Jika dibiarkan, korupsi di tingkat desa dapat terus merusak sistem pemerintahan hingga ke tingkat yang lebih tinggi. Oleh karena itu, strategi pemberantasan korupsi di Jepara harus dimulai dengan membangun mekanisme politik yang bersih dan transparan di desa.

BACA JUGA: Dana Desa Tahun 2025 di Kabupaten Jepara Sebesar Rp 213 Miliar, Ini Peruntukannya

Dalam beberapa tahun terakhir, korupsi Dana Desa menjadi salah satu isu utama yang ditangani oleh aparat penegak hukum. Berbagai modus operandi, seperti mark-up proyek pembangunan, fiktifnya program bantuan sosial, hingga penyalahgunaan anggaran desa, menunjukkan bahwa sistem pengawasan masih sangat lemah.

BPD sebagai lembaga pengawasan seolah ada dan ketiadaannya adalah sama karena tidak punya kewenangan yang berdampak. Tak heran, muncul aksi pembubaran BPD sebagaimana terjadi di Desa Mayong Lor pada awal 2025 kemarin.

Tradisi politik uang dalam Pilkades menjadi akar budaya korupsi yang sulit diberantas. Kandidat yang menggelontorkan dana besar untuk memenangkan pemilihan akan cenderung mencari cara untuk mengembalikan modalnya ketika terpilih. Akibatnya, kepala desa yang seharusnya menjadi pengayom masyarakat justru terjebak dalam praktik koruptif, menjadikan jabatan sebagai alat untuk memperkaya diri sendiri.
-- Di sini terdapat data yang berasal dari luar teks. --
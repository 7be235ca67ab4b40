use thiserror::Error;

/// Errors raised while establishing a WebDriver session.
///
/// Once a session exists, failures are reported per call as
/// [`crate::SurfaceError`] instead.
#[derive(Debug, Error)]
pub enum WebDriverError {
    /// Network or TLS failure from the underlying HTTP client.
    #[error("HTTP error: {0}")]
    Http(#[from] reqwest::Error),

    #[error("invalid WebDriver URL '{url}': {reason}")]
    InvalidBaseUrl { url: String, reason: String },

    /// The driver refused to start a browser.
    #[error("session not created: {0}")]
    SessionNotCreated(String),

    /// The driver answered with something that is not a WebDriver response.
    #[error("unexpected WebDriver response: {0}")]
    Protocol(String),
}
//! Demonstration of the generalized eigenvalue decomposition
//!
//! This example decomposes a small dense pencil (A, B), prints the sorted
//! eigenvalues and eigenvectors, and verifies the defining relation
//! A * v = lambda * B * v for the leading pair.

use geneig_rs::qz::generalized_eigen;
use ndarray::arr2;

fn main() {
    println!("=== Generalized Eigenvalue Decomposition ===\n");

    let a = arr2(&[[1.0, 2.0, 3.0], [8.0, 1.0, 4.0], [3.0, 2.0, 3.0]]);
    let b = arr2(&[[5.0, 1.0, 1.0], [1.0, 5.0, 1.0], [1.0, 1.0, 5.0]]);

    println!("A = \n{:?}", a);
    println!("B = \n{:?}", b);

    match generalized_eigen(&a, &b) {
        Ok(eig) => {
            println!("\nEigenvalues (descending magnitude):");
            for (re, im) in eig.values_re.iter().zip(eig.values_im.iter()) {
                if *im == 0.0 {
                    println!("  λ = {:9.4}", re);
                } else {
                    println!("  λ = {:9.4} {:+.4}i", re, im);
                }
            }

            println!("\nEigenvectors (columns):");
            for i in 0..eig.order() {
                print!("  [");
                for j in 0..eig.order() {
                    print!("{:9.4}", eig.vectors[[i, j]]);
                }
                println!(" ]");
            }

            // Verify A v = lambda B v for the leading real eigenpair
            let lambda = eig.values_re[0];
            let v = eig.vectors.column(0);
            let av = a.dot(&v);
            let bv = b.dot(&v);
            println!("\nLeading pair residual components (A v - λ B v):");
            for i in 0..eig.order() {
                println!("  {:+.2e}", av[i] - lambda * bv[i]);
            }
        }
        Err(e) => println!("decomposition failed: {}", e),
    }
}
Dampak dari budaya korupsi ini sangat luas. Kepercayaan masyarakat terhadap pemerintahan desa menurun, pembangunan desa menjadi tidak efektif, dan ketimpangan sosial semakin memburuk. Jika tidak ada intervensi serius, korupsi di desa akan terus menjadi “sekolah awal” bagi pejabat yang kelak terlibat dalam praktik korupsi di tingkat yang lebih tinggi.

Membangun Pilkades Tanpa Politik Uang

Salah satu langkah strategis dalam membangun budaya antikoruptif di Jepara adalah reformasi mekanisme pemilihan kepala desa. Beberapa langkah yang dapat dilakukan di antaranya adalah peningkatan transparansi dan akuntabilitas. Setiap calon kepala desa wajib melaporkan sumber dana kampanye mereka secara terbuka. Penggunaan dana kampanye harus diaudit oleh lembaga independen yang diawasi oleh masyarakat.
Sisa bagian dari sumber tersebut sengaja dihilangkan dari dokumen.